Candidate survey: Carol Merrell

Carol Merrell.

Tell our readers who you are and why you’re qualified for this elected position.

My name is Carol Merrell and I am a graduate of LCCC and UW.
I feel that I am qualified to serve as a trustee of the LCCC Board as I have been serving as a trustee for the past 9 years.
I am experienced, knowledgeable and passionate about LCCC.
I am also a representative to the LCCC Foundation as a board member.


What influenced you to run for the LCCC Board of Trustees?

I am running for the Board of Trustees position again because I feel as though I’ve made a difference and friends have encouraged me to run  for another four-year term. LCCC has become a part of my daily life.
I have enjoyed getting to know the students and those who work at the school.


What can the college do to better help students complete their degrees and credit diplomas in 2 years or less?

The college is already helping students complete degrees and credit diplomas in two years or less.  One of the ways is the Guided Pathways 2.0 program which helps the student clarify their path, get on their path, stay on their path and learn their way to graduation. So even though LCCC has fewer students enrolling we have had larger numbers graduating.


If LCCC’s bond issue fails this year, where do think the college should get the money for Fine Arts renovations and the Performing Arts center?

If the bond issue fails  it will be a sad day for LCCC.  Our college is the only community college in the state without a performing arts auditorium.  It would put LCCC at a disadvantage for recruiting students and will leave a void in the community for the need of a smaller auditorium space.  Currently LCCC has to rent other spaces in the community for productions and musical events.
Secondly, but very important, is that our Fine Arts building is failing. This structure is used not only for music and art classes but also for general studies. Three thousand students take classes in this building but those are unduplicated numbers, meaning that many more students use this building.
This entire project—the two structures—will cost $14 million.  The state has already pledged $7 million, and the Foundation has raised $1 million.
So the project will cost the people of Cheyenne and Laramie County $6 million over four years.  We won’t get a better deal that this one and we’ll lose the $7 million if the bond election fails.

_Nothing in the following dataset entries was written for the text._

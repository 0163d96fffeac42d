//! 下行指令。

use serde::{Deserialize, Serialize};
use std::time::Duration;

/// 指令参数：按动作约定 schema 的键值对，在编码时校验。
pub type CommandParams = serde_json::Map<String, serde_json::Value>;

/// 未指定时的指令超时。
pub const DEFAULT_COMMAND_TIMEOUT: Duration = Duration::from_secs(10);

/// 发往设备的指令。
#[derive(Debug, Clone, PartialEq, Serialize, Deserialize)]
pub struct Command {
    /// 目标设备编号
    pub wire_id: String,
    /// 目标平台设备 ID
    pub device_id: String,
    /// 指令关联 ID
    pub command_id: String,
    /// 动作标识（由协议定义，如 sleep/config/query）
    pub action: String,
    #[serde(default)]
    pub params: CommandParams,
    #[serde(default = "default_timeout", with = "duration_ms")]
    pub timeout: Duration,
}

fn default_timeout() -> Duration {
    DEFAULT_COMMAND_TIMEOUT
}

impl Command {
    pub fn new(wire_id: impl Into<String>, action: impl Into<String>) -> Self {
        Self {
            wire_id: wire_id.into(),
            device_id: String::new(),
            command_id: String::new(),
            action: action.into(),
            params: CommandParams::new(),
            timeout: DEFAULT_COMMAND_TIMEOUT,
        }
    }

    pub fn with_param(mut self, key: impl Into<String>, value: impl Into<serde_json::Value>) -> Self {
        self.params.insert(key.into(), value.into());
        self
    }

    pub fn param(&self, key: &str) -> Option<&serde_json::Value> {
        self.params.get(key)
    }
}

mod duration_ms {
    use serde::{Deserialize, Deserializer, Serializer};
    use std::time::Duration;

    pub fn serialize<S: Serializer>(value: &Duration, serializer: S) -> Result<S::Ok, S::Error> {
        serializer.serialize_u64(value.as_millis() as u64)
    }

    pub fn deserialize<'de, D: Deserializer<'de>>(deserializer: D) -> Result<Duration, D::Error> {
        let ms = u64::deserialize(deserializer)?;
        Ok(Duration::from_millis(ms))
    }
}
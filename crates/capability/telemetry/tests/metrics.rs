use gw_telemetry::{metrics, new_request_ids, record_command, record_frame_received};

#[test]
fn request_ids_non_empty() {
    let ids = new_request_ids();
    assert!(!ids.request_id.is_empty());
    assert!(!ids.trace_id.is_empty());
}

#[test]
fn counters_accumulate() {
    let before = metrics().snapshot();
    record_frame_received();
    record_command(true);
    record_command(false);
    let after = metrics().snapshot();
    assert!(after.frames_received >= before.frames_received + 1);
    assert!(after.commands_sent >= before.commands_sent + 1);
    assert!(after.commands_failed >= before.commands_failed + 1);
}
//! 上游平台能力：设备身份查询、遥测/状态上报、服务心跳与平台指令订阅。
//!
//! - `Platform`：连接引擎与设备目录依赖的上游契约
//! - `PlatformClient`：HTTP（身份查询、心跳）+ MQTT（上报、指令订阅）实现
//! - `InMemoryPlatform`：测试替身，记录调用并可注入失败

mod client;
mod command;
mod memory;

pub use client::{PlatformClient, PlatformClientConfig};
pub use command::{CommandListenerConfig, PlatformCommand, spawn_command_listener};
pub use memory::InMemoryPlatform;

use async_trait::async_trait;
use domain::{DeviceIdentity, DeviceStatus, ScalarValue};
use std::collections::BTreeMap;
use std::sync::Arc;

/// 上游平台错误。
#[derive(Debug, thiserror::Error)]
pub enum PlatformError {
    #[error("device not found: {0}")]
    NotFound(String),
    #[error("request error: {0}")]
    Request(String),
    #[error("platform rejected request: code={code} message={message}")]
    Rejected { code: i64, message: String },
    #[error("publish error: {0}")]
    Publish(String),
    #[error("payload error: {0}")]
    Payload(String),
    #[error("platform unavailable: {0}")]
    Unavailable(String),
}

/// 上游平台契约。
#[async_trait]
pub trait Platform: Send + Sync {
    /// 按设备编号查询平台身份；平台无此设备时返回 `NotFound`。
    async fn fetch_identity(&self, wire_id: &str) -> Result<DeviceIdentity, PlatformError>;

    async fn publish_telemetry(
        &self,
        device_id: &str,
        values: &BTreeMap<String, ScalarValue>,
    ) -> Result<(), PlatformError>;

    async fn publish_status(
        &self,
        device_id: &str,
        status: DeviceStatus,
    ) -> Result<(), PlatformError>;

    async fn send_heartbeat(&self, service_id: &str) -> Result<(), PlatformError>;

    /// 注册平台指令接收方。重复注册时以最后一次为准。
    fn register_command_sink(&self, sink: Arc<dyn CommandSink>) -> Result<(), PlatformError>;
}

/// 平台指令接收方。
#[async_trait]
pub trait CommandSink: Send + Sync {
    async fn on_command(&self, command: PlatformCommand);
}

Another LCCC facility that is in need of repair is the Recreation and Athletics Center. How can the college raise the money to pay for renovations to this building?

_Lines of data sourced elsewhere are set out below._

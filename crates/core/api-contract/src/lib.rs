//! 稳定的 DTO 与 API 响应契约。

use serde::{Deserialize, Serialize};

/// 标准 API 响应封装。
#[derive(Debug, Serialize)]
pub struct ApiResponse<T> {
    pub success: bool,
    pub data: Option<T>,
    pub error: Option<ApiError>,
}

/// 失败响应的错误体。
#[derive(Debug, Serialize)]
pub struct ApiError {
    pub code: String,
    pub message: String,
}

impl<T> ApiResponse<T> {
    pub fn success(data: T) -> Self {
        Self {
            success: true,
            data: Some(data),
            error: None,
        }
    }

    pub fn error(code: impl Into<String>, message: impl Into<String>) -> Self {
        Self {
            success: false,
            data: None,
            error: Some(ApiError {
                code: code.into(),
                message: message.into(),
            }),
        }
    }
}

/// 健康检查返回结构。
#[derive(Debug, Serialize)]
pub struct HealthDto {
    pub status: String,
}

/// 协议信息返回结构。
#[derive(Debug, Serialize)]
#[serde(rename_all = "camelCase")]
pub struct ProtocolInfoDto {
    pub name: String,
    pub version: String,
    pub port: u16,
    /// running / stopped
    pub status: String,
    pub stateful: bool,
}

/// 已连接设备。
#[derive(Debug, Serialize)]
#[serde(rename_all = "camelCase")]
pub struct ConnectedDeviceDto {
    pub wire_id: String,
    pub device_id: String,
    pub peer: String,
    pub connected_at_ms: i64,
}

/// 已连接设备列表。
#[derive(Debug, Serialize)]
#[serde(rename_all = "camelCase")]
pub struct ConnectedDevicesDto {
    pub total: usize,
    pub devices: Vec<ConnectedDeviceDto>,
}

/// 下发指令请求体。
#[derive(Debug, Deserialize)]
#[serde(rename_all = "camelCase")]
pub struct SendCommandRequest {
    pub action: String,
    #[serde(default)]
    pub params: serde_json::Map<String, serde_json::Value>,
    #[serde(default, alias = "timeout_ms")]
    pub timeout_ms: Option<u64>,
}

/// 下发指令返回结构。
#[derive(Debug, Serialize)]
#[serde(rename_all = "camelCase")]
pub struct SendCommandResponse {
    pub command_id: String,
    pub wire_id: String,
    pub action: String,
}

/// 设备断开通知请求体（平台侧）。
#[derive(Debug, Deserialize)]
#[serde(rename_all = "camelCase")]
pub struct DeviceDisconnectRequest {
    #[serde(alias = "device_id")]
    pub device_id: String,
}

/// 设备断开通知返回结构。
#[derive(Debug, Serialize)]
#[serde(rename_all = "camelCase")]
pub struct DeviceDisconnectResponse {
    pub device_id: String,
    /// 被移出缓存的设备编号，未缓存时为空
    pub wire_id: Option<String>,
}

/// 清空设备缓存返回结构。
#[derive(Debug, Serialize)]
#[serde(rename_all = "camelCase")]
pub struct CacheClearResponse {
    pub cleared: usize,
}

/// 设备审计日志统计。
#[derive(Debug, Serialize)]
#[serde(rename_all = "camelCase")]
pub struct DeviceLogStatsDto {
    pub enabled: bool,
    pub active_devices: usize,
    pub events_total: u64,
    pub history_limit: usize,
    pub device_limit: usize,
    pub untracked_events: u64,
}

/// 释放设备审计历史返回结构。
#[derive(Debug, Serialize)]
#[serde(rename_all = "camelCase")]
pub struct DeviceLogClearResponse {
    pub wire_id: String,
    pub removed: bool,
}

With so many building projects being completed on campus, from many different funding sources, I can’t help but think that a solution will be found to renovate the RAC. Most likely it won’t be from a single source. Perhaps capital construction monies and student fees can be used.
We have great teams at LCCC who use this space, and it is also open to the public.  Our students deserve a better recreational space and we are working on a solution.

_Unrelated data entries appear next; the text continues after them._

use gw_config::{AppConfig, ConfigError, ProtocolKind};

// 环境变量是进程级共享状态，所有断言放在同一个测试中顺序执行。
#[test]
fn load_config_from_env() {
    // Rust 2024 中 set_var 需要显式标注 unsafe（测试进程内可控）。
    unsafe {
        std::env::remove_var("GW_PLATFORM_URL");
        std::env::set_var("GW_SERVICE_IDENTIFIER", "sensor-plugin");
    }
    match AppConfig::from_env() {
        Err(ConfigError::Missing(key)) => assert_eq!(key, "GW_PLATFORM_URL"),
        other => panic!("expected missing platform url, got {:?}", other),
    }

    unsafe {
        std::env::set_var("GW_PLATFORM_URL", "http://127.0.0.1:9999");
        std::env::set_var("GW_LISTEN_PORT", "16001");
        std::env::set_var("GW_PROTOCOL", "gateway");
        std::env::set_var("GW_IDLE_TIMEOUT_SECONDS", "45");
    }
    let config = AppConfig::from_env().expect("config");
    assert_eq!(config.listen_port, 16001);
    assert_eq!(config.protocol, ProtocolKind::Gateway);
    assert_eq!(config.idle_timeout_seconds, 45);
    assert_eq!(config.write_timeout_ms, 5000);
    assert_eq!(config.mqtt_port, 1883);
    assert!(config.device_log_enabled);
    assert_eq!(config.max_connections, 1000);
    assert_eq!(config.device_log_max_devices, 10_000);

    unsafe {
        std::env::set_var("GW_LISTEN_PORT", "not-a-port");
    }
    match AppConfig::from_env() {
        Err(ConfigError::Invalid(key, value)) => {
            assert_eq!(key, "GW_LISTEN_PORT");
            assert_eq!(value, "not-a-port");
        }
        other => panic!("expected invalid port, got {:?}", other),
    }

    unsafe {
        std::env::set_var("GW_LISTEN_PORT", "16001");
        std::env::set_var("GW_MAX_CONNECTIONS", "18446744073709551615");
    }
    match AppConfig::from_env() {
        Err(ConfigError::Invalid(key, _)) => assert_eq!(key, "GW_MAX_CONNECTIONS"),
        other => panic!("expected invalid max connections, got {:?}", other),
    }

    unsafe {
        std::env::set_var("GW_MAX_CONNECTIONS", "0");
    }
    match AppConfig::from_env() {
        Err(ConfigError::Invalid(key, value)) => {
            assert_eq!(key, "GW_MAX_CONNECTIONS");
            assert_eq!(value, "0");
        }
        other => panic!("expected invalid max connections, got {:?}", other),
    }
}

Enrollment trends show a steady decrease since the 2011-12 school year. What can the college do to reverse this trend and improve enrollment?

The economy is stable right now, so fewer students are enrolling in school.  Even so, our graduation numbers are increasing, which means that LCCC is doing a good job of taking care of its students. When we build our new Residence Hall (dorm), we will have 352 more beds and that will bring more students to LCCC.
LCCC is working on a Strategic Enrollment Management (SEM) planning model, as well, which will identify enrollment goals. This plan will identify recruitment, retention and the ultimate path of the success of LCCC students. Students are our business and it is our business to take care of them and help them succeed.